__The problem__
Going through the data below, please show each line containing the string "CameraUniform".

__Raw data__
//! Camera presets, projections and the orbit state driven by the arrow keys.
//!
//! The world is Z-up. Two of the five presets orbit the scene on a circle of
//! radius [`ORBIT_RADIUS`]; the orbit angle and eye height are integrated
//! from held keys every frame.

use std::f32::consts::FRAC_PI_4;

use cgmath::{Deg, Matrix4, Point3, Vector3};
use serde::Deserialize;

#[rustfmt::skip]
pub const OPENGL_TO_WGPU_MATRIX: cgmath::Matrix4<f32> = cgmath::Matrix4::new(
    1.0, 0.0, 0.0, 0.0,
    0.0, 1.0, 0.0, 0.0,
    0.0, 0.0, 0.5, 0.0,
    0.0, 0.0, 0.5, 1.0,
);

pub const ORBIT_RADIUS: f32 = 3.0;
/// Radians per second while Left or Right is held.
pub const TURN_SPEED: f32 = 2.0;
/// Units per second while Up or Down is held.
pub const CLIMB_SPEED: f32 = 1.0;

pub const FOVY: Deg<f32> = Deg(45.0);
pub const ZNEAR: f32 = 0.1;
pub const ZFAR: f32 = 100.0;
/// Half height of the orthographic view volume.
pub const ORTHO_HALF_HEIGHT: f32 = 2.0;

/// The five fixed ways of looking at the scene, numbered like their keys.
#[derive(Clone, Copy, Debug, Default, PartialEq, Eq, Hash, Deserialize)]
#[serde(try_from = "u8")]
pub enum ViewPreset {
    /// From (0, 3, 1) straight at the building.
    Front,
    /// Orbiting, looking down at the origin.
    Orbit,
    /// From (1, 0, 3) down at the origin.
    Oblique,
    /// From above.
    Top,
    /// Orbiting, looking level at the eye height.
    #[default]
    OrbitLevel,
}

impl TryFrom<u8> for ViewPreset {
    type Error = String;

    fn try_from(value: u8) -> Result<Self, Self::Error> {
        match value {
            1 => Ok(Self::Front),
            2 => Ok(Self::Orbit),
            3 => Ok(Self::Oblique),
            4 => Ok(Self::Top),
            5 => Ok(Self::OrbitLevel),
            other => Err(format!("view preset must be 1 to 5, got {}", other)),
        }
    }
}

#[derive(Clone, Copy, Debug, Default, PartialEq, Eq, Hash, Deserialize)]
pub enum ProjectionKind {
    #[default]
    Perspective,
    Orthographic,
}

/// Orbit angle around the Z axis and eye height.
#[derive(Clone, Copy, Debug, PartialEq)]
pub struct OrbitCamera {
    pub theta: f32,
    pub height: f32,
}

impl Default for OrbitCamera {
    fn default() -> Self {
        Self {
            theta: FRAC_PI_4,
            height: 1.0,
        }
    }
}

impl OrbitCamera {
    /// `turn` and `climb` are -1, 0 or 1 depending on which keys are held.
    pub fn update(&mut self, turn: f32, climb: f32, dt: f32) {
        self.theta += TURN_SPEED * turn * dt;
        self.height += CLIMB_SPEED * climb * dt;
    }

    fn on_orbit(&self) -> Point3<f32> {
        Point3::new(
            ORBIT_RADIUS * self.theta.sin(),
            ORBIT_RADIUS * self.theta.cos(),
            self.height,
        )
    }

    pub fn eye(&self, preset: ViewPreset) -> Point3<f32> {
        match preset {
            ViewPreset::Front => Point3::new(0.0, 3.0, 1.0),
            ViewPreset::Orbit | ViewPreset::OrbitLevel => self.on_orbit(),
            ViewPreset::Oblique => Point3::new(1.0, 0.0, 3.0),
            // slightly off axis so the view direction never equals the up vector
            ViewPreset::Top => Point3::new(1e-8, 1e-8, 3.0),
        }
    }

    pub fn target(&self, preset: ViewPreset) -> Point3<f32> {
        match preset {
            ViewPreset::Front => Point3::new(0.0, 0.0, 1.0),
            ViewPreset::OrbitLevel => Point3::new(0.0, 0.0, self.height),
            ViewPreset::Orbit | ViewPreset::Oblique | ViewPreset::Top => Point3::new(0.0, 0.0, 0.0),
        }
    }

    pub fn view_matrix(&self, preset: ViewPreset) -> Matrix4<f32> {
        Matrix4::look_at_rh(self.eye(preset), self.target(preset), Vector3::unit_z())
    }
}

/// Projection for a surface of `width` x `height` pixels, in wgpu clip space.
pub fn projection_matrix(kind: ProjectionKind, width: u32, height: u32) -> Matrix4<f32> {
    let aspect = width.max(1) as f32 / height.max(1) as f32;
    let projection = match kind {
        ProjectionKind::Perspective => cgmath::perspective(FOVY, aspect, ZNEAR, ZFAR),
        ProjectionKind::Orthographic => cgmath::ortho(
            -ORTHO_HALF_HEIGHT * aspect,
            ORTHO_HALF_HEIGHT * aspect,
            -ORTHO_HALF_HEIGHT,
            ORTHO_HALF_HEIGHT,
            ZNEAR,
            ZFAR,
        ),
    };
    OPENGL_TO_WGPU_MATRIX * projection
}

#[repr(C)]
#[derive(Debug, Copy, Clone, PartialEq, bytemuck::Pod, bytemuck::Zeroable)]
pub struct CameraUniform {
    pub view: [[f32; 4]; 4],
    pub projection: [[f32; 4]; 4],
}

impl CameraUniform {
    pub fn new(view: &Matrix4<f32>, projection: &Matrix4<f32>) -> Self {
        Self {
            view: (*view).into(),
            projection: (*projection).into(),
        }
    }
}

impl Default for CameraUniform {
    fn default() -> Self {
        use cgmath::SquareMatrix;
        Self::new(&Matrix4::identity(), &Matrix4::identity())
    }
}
--
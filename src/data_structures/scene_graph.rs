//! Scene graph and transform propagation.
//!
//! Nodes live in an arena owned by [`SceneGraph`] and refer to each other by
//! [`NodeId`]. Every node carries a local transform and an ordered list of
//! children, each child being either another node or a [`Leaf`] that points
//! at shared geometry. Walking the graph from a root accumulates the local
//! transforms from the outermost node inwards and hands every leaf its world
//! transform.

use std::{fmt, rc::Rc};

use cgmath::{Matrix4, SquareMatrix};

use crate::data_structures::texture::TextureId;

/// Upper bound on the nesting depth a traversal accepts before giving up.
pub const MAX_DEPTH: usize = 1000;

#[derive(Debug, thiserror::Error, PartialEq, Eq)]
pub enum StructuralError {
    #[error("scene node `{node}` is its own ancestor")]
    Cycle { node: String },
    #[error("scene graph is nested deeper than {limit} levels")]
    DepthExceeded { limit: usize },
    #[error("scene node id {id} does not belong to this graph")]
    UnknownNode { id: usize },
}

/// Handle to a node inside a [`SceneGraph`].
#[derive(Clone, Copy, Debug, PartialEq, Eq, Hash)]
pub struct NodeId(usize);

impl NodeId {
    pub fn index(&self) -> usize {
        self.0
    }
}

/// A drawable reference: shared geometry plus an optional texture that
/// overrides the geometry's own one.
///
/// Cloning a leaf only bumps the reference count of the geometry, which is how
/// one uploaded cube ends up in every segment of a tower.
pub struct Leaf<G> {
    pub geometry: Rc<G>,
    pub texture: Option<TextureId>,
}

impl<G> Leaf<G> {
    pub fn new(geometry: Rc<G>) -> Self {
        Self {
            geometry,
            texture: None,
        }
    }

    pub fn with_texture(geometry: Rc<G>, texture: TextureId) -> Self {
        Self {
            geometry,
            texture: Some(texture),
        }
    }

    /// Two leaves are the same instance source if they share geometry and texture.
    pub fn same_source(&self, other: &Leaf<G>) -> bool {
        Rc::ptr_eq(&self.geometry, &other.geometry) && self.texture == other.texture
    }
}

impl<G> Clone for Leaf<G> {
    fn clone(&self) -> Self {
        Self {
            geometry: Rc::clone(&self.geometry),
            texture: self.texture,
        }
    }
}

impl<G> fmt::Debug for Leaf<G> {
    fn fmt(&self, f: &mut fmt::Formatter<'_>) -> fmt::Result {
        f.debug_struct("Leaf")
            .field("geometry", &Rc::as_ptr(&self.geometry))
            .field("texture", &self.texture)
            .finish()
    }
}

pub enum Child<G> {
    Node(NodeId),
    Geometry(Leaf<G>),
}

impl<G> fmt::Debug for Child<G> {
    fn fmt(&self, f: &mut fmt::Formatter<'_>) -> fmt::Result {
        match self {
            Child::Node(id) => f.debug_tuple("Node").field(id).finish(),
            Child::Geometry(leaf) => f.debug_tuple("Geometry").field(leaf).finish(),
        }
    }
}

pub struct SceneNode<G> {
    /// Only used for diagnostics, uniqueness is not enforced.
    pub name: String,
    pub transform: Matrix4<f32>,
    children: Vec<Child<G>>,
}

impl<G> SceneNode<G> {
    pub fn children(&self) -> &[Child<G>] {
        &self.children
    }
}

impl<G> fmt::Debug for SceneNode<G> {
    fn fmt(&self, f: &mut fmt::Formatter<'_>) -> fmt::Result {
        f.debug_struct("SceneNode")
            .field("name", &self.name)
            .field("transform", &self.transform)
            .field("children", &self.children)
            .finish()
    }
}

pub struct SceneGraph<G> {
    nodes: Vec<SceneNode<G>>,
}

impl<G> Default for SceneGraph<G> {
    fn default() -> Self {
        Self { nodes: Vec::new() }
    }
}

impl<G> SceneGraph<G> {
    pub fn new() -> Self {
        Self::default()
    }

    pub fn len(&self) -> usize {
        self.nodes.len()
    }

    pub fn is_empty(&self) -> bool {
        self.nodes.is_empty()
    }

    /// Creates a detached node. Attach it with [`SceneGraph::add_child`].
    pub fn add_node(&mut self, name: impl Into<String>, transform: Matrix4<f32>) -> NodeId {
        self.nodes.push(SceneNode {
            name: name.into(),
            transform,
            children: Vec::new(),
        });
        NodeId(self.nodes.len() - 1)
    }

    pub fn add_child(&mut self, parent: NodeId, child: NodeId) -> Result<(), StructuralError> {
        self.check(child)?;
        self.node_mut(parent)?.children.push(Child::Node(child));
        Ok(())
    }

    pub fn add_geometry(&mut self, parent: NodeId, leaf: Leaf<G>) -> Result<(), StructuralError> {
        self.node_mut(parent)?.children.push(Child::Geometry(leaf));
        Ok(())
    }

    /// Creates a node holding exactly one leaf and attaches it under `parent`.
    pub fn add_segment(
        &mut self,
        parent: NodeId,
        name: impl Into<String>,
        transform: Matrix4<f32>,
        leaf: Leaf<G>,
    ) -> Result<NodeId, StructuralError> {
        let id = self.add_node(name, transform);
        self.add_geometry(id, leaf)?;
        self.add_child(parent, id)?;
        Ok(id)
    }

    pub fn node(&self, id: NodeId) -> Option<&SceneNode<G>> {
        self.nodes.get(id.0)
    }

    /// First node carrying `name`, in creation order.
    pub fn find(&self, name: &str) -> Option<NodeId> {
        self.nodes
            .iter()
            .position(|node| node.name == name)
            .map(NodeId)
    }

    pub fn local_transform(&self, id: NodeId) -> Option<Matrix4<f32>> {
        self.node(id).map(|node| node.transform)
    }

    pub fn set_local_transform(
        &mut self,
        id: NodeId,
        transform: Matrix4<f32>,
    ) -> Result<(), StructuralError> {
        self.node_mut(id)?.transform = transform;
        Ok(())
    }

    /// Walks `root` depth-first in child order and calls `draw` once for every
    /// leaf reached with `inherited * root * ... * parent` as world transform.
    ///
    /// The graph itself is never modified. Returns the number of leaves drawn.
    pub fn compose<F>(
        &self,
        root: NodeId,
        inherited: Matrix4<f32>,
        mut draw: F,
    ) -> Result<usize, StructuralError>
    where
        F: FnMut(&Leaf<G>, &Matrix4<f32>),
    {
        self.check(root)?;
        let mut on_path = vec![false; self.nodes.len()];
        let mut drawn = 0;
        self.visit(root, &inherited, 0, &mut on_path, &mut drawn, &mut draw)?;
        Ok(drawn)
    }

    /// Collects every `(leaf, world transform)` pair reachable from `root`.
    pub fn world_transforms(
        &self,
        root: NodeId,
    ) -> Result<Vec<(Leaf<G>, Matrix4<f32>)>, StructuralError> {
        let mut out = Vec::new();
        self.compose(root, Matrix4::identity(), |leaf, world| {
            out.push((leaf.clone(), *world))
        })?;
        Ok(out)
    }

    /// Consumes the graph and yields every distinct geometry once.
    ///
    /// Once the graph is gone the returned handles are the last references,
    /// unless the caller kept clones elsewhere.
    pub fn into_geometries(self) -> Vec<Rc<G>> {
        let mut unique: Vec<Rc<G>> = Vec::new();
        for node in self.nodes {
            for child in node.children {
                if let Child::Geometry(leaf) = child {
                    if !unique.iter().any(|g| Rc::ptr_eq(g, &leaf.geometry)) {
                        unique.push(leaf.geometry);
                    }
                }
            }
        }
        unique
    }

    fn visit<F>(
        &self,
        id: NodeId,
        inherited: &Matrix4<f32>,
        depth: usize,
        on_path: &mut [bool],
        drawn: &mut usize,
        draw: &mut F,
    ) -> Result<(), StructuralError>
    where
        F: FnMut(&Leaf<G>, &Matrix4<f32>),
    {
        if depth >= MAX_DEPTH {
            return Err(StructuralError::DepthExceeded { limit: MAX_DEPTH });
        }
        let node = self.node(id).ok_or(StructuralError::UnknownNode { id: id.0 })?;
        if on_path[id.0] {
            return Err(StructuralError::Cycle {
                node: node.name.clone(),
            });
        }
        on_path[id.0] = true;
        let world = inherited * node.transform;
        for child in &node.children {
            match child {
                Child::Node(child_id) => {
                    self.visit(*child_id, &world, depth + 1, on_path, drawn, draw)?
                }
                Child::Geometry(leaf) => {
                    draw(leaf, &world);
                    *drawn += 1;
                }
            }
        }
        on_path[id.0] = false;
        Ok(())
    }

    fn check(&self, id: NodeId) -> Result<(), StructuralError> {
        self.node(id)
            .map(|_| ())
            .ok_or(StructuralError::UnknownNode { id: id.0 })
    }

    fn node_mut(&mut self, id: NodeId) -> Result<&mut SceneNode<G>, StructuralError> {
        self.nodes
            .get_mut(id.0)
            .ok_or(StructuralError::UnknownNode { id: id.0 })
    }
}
* * *
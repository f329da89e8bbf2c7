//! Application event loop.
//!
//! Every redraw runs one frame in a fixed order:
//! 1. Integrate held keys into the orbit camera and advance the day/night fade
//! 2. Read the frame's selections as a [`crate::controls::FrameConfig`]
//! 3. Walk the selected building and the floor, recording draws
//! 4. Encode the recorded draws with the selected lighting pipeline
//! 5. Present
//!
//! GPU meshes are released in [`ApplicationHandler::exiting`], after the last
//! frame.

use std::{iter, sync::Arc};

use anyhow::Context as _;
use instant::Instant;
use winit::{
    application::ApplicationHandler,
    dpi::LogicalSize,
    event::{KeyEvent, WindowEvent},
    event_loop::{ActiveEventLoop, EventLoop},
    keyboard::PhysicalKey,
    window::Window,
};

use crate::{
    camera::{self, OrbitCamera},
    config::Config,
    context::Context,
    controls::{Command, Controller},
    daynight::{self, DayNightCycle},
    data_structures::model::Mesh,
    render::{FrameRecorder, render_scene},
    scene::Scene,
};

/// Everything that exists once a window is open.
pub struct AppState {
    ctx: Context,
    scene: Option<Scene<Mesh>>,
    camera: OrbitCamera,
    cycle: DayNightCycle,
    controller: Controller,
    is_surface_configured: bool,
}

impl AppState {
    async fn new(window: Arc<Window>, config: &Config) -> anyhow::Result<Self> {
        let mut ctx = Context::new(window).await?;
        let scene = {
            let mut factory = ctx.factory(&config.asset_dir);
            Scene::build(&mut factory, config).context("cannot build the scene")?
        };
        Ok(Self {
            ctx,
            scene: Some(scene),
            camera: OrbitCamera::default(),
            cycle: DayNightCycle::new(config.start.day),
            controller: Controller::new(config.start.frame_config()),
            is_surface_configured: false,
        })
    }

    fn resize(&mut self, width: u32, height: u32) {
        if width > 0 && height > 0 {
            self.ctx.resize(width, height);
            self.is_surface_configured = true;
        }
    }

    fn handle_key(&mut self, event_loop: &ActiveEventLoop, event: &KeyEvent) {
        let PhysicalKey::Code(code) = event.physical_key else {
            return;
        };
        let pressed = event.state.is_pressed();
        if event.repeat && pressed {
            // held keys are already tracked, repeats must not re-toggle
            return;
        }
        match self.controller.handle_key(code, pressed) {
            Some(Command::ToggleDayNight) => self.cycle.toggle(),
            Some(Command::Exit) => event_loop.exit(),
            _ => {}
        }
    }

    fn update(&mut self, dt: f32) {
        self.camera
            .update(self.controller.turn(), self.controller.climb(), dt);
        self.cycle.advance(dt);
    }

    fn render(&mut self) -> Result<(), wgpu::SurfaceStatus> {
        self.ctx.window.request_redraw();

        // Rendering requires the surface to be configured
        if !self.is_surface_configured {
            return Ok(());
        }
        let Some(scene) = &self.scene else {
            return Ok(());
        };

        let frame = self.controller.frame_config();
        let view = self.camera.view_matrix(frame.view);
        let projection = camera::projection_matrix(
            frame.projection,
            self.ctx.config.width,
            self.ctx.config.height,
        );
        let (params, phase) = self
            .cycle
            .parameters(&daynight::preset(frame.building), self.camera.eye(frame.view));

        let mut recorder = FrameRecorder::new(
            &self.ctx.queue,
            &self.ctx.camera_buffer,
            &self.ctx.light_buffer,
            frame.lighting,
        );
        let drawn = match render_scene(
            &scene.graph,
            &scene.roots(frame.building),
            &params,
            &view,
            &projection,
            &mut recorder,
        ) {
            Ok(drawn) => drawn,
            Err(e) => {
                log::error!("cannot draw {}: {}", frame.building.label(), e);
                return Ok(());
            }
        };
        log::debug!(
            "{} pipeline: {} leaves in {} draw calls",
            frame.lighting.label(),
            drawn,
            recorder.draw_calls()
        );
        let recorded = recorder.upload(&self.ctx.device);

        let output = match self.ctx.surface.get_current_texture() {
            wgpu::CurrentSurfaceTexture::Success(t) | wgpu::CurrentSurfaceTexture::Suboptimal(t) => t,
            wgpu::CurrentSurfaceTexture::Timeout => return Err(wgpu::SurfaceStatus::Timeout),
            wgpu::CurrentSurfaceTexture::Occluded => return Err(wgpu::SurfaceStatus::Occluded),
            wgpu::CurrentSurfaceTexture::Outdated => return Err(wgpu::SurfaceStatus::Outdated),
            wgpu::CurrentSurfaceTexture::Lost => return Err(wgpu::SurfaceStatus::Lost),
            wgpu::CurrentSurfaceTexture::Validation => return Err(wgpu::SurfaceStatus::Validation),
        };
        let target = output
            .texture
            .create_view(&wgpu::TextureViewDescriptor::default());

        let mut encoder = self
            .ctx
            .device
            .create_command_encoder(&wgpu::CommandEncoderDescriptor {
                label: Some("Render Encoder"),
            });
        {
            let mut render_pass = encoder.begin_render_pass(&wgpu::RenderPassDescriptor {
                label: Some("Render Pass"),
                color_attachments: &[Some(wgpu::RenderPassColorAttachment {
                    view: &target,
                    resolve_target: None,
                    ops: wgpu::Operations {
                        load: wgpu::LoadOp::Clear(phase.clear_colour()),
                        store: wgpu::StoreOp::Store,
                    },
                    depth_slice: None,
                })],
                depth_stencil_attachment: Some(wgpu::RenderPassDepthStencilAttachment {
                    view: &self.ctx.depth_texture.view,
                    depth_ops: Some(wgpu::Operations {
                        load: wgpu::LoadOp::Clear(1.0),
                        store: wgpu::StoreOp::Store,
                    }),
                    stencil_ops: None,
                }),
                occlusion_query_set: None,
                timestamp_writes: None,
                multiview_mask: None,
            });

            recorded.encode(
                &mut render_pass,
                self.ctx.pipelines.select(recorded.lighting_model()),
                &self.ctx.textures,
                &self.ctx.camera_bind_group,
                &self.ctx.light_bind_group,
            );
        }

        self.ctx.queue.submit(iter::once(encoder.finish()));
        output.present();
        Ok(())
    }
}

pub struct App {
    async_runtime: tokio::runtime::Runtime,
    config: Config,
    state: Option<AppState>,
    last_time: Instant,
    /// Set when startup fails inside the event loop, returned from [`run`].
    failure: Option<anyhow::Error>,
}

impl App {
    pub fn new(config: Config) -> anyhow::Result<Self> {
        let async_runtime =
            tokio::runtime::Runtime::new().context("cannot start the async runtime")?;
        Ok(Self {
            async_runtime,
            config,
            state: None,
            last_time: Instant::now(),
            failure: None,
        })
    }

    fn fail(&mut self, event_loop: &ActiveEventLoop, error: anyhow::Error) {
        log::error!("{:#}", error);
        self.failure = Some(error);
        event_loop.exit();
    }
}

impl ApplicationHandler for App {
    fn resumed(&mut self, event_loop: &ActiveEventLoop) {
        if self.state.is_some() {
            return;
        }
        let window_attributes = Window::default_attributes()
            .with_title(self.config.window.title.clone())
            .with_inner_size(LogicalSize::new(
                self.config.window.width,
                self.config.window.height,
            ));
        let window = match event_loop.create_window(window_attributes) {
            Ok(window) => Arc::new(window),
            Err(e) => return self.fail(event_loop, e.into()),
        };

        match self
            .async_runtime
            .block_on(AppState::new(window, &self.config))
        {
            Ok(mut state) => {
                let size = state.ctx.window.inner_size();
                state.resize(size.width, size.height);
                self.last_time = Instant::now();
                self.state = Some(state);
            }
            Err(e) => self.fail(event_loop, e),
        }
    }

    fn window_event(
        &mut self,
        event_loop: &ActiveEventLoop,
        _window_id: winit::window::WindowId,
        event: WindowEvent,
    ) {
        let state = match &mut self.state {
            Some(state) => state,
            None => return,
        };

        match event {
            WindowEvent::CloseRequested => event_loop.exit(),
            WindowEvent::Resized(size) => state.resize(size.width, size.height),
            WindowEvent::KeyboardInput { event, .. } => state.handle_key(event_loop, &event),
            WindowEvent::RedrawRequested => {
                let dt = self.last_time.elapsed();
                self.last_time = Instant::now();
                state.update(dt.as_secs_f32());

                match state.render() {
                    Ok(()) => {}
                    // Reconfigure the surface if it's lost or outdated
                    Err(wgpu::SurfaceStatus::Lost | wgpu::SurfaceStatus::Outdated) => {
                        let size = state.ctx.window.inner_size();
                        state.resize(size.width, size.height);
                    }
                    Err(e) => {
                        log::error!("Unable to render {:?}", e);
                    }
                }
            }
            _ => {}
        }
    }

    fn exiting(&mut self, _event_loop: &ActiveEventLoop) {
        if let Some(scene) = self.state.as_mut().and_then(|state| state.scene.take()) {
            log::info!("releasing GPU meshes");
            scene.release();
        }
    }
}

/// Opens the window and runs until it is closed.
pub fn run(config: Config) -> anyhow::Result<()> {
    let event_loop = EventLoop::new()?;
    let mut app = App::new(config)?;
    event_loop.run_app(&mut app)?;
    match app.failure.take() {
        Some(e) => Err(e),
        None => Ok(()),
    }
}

__Reply to the exercise__
pub struct CameraUniform {
impl CameraUniform {
impl Default for CameraUniform {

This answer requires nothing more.